Défi "confinés inspirés"

Défi J8 : Dans les chaussures de l’écrivain (4/4)

Suite et fin des aventures de Jonas…
et de sa bouteille !
Voici les textes imaginés par Marie S., Pierre, Alain et Lise.

(Marie S.)

Silence, pas un mot de la part de Jonas, qui se ressert un grand coup de rouge, le boit d’un trait, fait claquer sa langue.
Puis, se rapprochant de Solène, et montrant la bouteille : 

– Tu vois, des filles comme toi, je les mettrais toutes sur une île déserte pour qu’elles nous foutent la paix ! J’ fais ce que je veux et avec qui j’veux ma petite dame !!

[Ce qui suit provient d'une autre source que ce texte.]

//! Search index error types.
//!
//! Per-document failures are carried inside a `BatchOperationSummary`, so the
//! error is `Clone`.

use thiserror::Error;

/// Errors that can occur during search index operations.
#[derive(Debug, Clone, Error)]
pub enum SearchIndexError {
    /// Validation error (e.g., missing document id).
    #[error("Validation error: {0}")]
    ValidationError(String),

    /// Failed to establish connection to the search engine.
    #[error("Connection error: {0}")]
    ConnectionError(String),

    /// The engine rejected a document write.
    #[error("Index error: {0}")]
    IndexError(String),

    /// The engine rejected a delete. A missing document is not an error.
    #[error("Delete error: {0}")]
    DeleteError(String),

    /// Failed to create the index with its join mapping.
    #[error("Index creation error: {0}")]
    IndexCreationError(String),

    /// Batch size exceeds configured maximum.
    #[error("Batch size {provided} exceeds maximum {max}")]
    BatchSizeExceeded { provided: usize, max: usize },
}

impl SearchIndexError {
    /// Create a validation error.
    pub fn validation(msg: impl Into<String>) -> Self {
        Self::ValidationError(msg.into())
    }

    /// Create a connection error.
    pub fn connection(msg: impl Into<String>) -> Self {
        Self::ConnectionError(msg.into())
    }

    /// Create an index error.
    pub fn index(msg: impl Into<String>) -> Self {
        Self::IndexError(msg.into())
    }

    /// Create a delete error.
    pub fn delete(msg: impl Into<String>) -> Self {
        Self::DeleteError(msg.into())
    }

    /// Create an index creation error.
    pub fn index_creation(msg: impl Into<String>) -> Self {
        Self::IndexCreationError(msg.into())
    }

    /// Create a batch size exceeded error.
    pub fn batch_size_exceeded(provided: usize, max: usize) -> Self {
        Self::BatchSizeExceeded { provided, max }
    }
}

Solène n’avait jamais vécu avec un homme alcoolique mais elle avait vu les dégâts laissés par ce qu’avait subi sa meilleure amie Claire. Tout lui remontait là, maintenant, avec cet individu qui lui crachait à la figure son mal de vivre mais aussi celui de toute une société, peut-être…

Elle s’était arrêtée dans ce petit café par hasard et voilà qu’elle tombait sur l’ex de son amie ; Jonas l’avait reconnue et s’était invité à sa table…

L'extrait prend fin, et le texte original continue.